Megabus: 0900 160 0900, www.megabus.com. Citylink Buses: 08705 505 050, www.citylink.co.uk

CAR
Driving to Loch Ness takes about 3.5 hours from Edinburgh and Glasgow and 2.5 hours from Aberdeen. Hiring a car is simple and can cost as little as £14 per day. Pick-up points can be found in the main cities, usually with the option of one-way hire.
Enterprise: 0870 350 3000, www.enterprise.co.uk Hertz: 0870 8460013, www.hertz.co.uk

BOAT
The 60-mile long Caledonian Canal connects Loch Ness with Inverness to the north and with Fort William to the south. Hire your own cruiser to sail where you want to go: there are piers, jetties and mooring places along Loch Ness, most of which are free of charge. There are also some well-established Loch Ness cruises that last from a couple of hours to all day and even overnight.
West HighlandSailing: 01809 501 234, www.westhighlandsailing.com. Jacobite Cruises:01463 233 999, www.jacobite.co.uk

* A medieval chronicle contains the first recorded sighting of Nessie. It describes how, in 565 AD, Irish Apostle St. Columba saved the life of a Pict from a ‘ferocious monster’ on the banks of the River Ness. Sceptics have pointed out the habit of the author to invent supernatural creatures for St. Columba to battle with in the name of converting ‘barbarous heathens’ to Christianity.

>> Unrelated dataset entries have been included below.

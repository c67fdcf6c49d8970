//! Rich diagnostic error types for vocabulary loading.

use miette::Diagnostic;
use thiserror::Error;

/// Errors raised while loading the controlled vocabulary.
///
/// Every variant is fatal at startup: the matcher never runs against a
/// partially loaded vocabulary.
#[derive(Debug, Error, Diagnostic)]
pub enum VocabError {
    #[error("vocabulary file not found: {path}")]
    #[diagnostic(
        code(edam::vocab::not_found),
        help("Download EDAM.csv from https://edamontology.org and pass its path with --vocab.")
    )]
    NotFound { path: String },

    #[error("failed to read vocabulary source {origin}")]
    #[diagnostic(
        code(edam::vocab::io),
        help("Check that the file is readable and not locked by another process.")
    )]
    Io {
        origin: String,
        #[source]
        source: std::io::Error,
    },

    #[error("malformed vocabulary CSV in {origin}: {message}")]
    #[diagnostic(
        code(edam::vocab::malformed),
        help(
            "The vocabulary must be a comma-separated file with a header row. \
             Re-export it from the ontology browser or fix the offending line."
        )
    )]
    Malformed { origin: String, message: String },

    #[error("vocabulary is missing required column \"{column}\"")]
    #[diagnostic(
        code(edam::vocab::missing_column),
        help(
            "Required columns are the term identifier (\"Class ID\" or \"id\") \
             and the preferred label (\"Preferred Label\" or \"label\")."
        )
    )]
    MissingColumn { column: String },

    #[error("duplicate term id \"{id}\" among active terms")]
    #[diagnostic(
        code(edam::vocab::duplicate_id),
        help("Each non-obsolete term must have a unique identifier. Remove or obsolete the duplicate row.")
    )]
    DuplicateId { id: String },

    #[error("vocabulary {origin} contains no active terms")]
    #[diagnostic(
        code(edam::vocab::empty),
        help("Every row is either obsolete or lacks an id/label. Check the Obsolete column.")
    )]
    Empty { origin: String },
}

/// Convenience alias for vocabulary results.
pub type VocabResult<T> = std::result::Result<T, VocabError>;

* Sightings were sporadic from then on, and generated little interest, until in 1933 when a flurry of close encounters with Nessie sparked enormous interest in the Loch and its slippery inhabitant. In 1934 the famous ‘Surgeon’s Photograph’ was published by the Daily Mail. Debate over the authenticity of the photograph raged until 1994 when the Daily Mirror exposed the picture as an elaborate hoax, executed with the help of Marmaduke Wetherell, a big-game hunter whose own efforts to discover Nessie in the 30s had led to failure and ridicule.

* The hunt for Nessie took a new twist with the arrival of self-described ‘monster-hunter’ Frank Searle at the Loch in 1970.A larger-than-life character, former military man Searle styled himself as a colonial adventurer and was often accompanied by a series of nubile young ‘monster-huntresses’ on his excursions. He became a local celebrity, even inspiring a character in the 1995 film Loch Ness, and was well-known for his violent altercations with journalists and other competing Nessie-hunters. However, despite his efforts, Searle lost credibility through the 70s and was widely accused of fakery, even of chopping images of dinosaurs into his photographs.

• In 2007 the Loch Ness Monster was thrust back into the public spotlight.Yorkshire lab technician Gordon Holmes released video footage of what he described as a ‘jet-black thing, about 45 feet (14m) long, moving fairly fast in the water’.The video was instantly hailed as a momentous discovery by leading figures in the Nessie-hunting world. Unfortunately this excitement soon subsided, and Adrian Shine of the Loch Ness Centre told reporters that the footage more likely showed a seal, a bird or an otter. Holmes’ credibility was not helped by the fact that he had previously published a range of material showing evidence of supernatural creatures, including a DVD that he claimed proved the existence of fairies.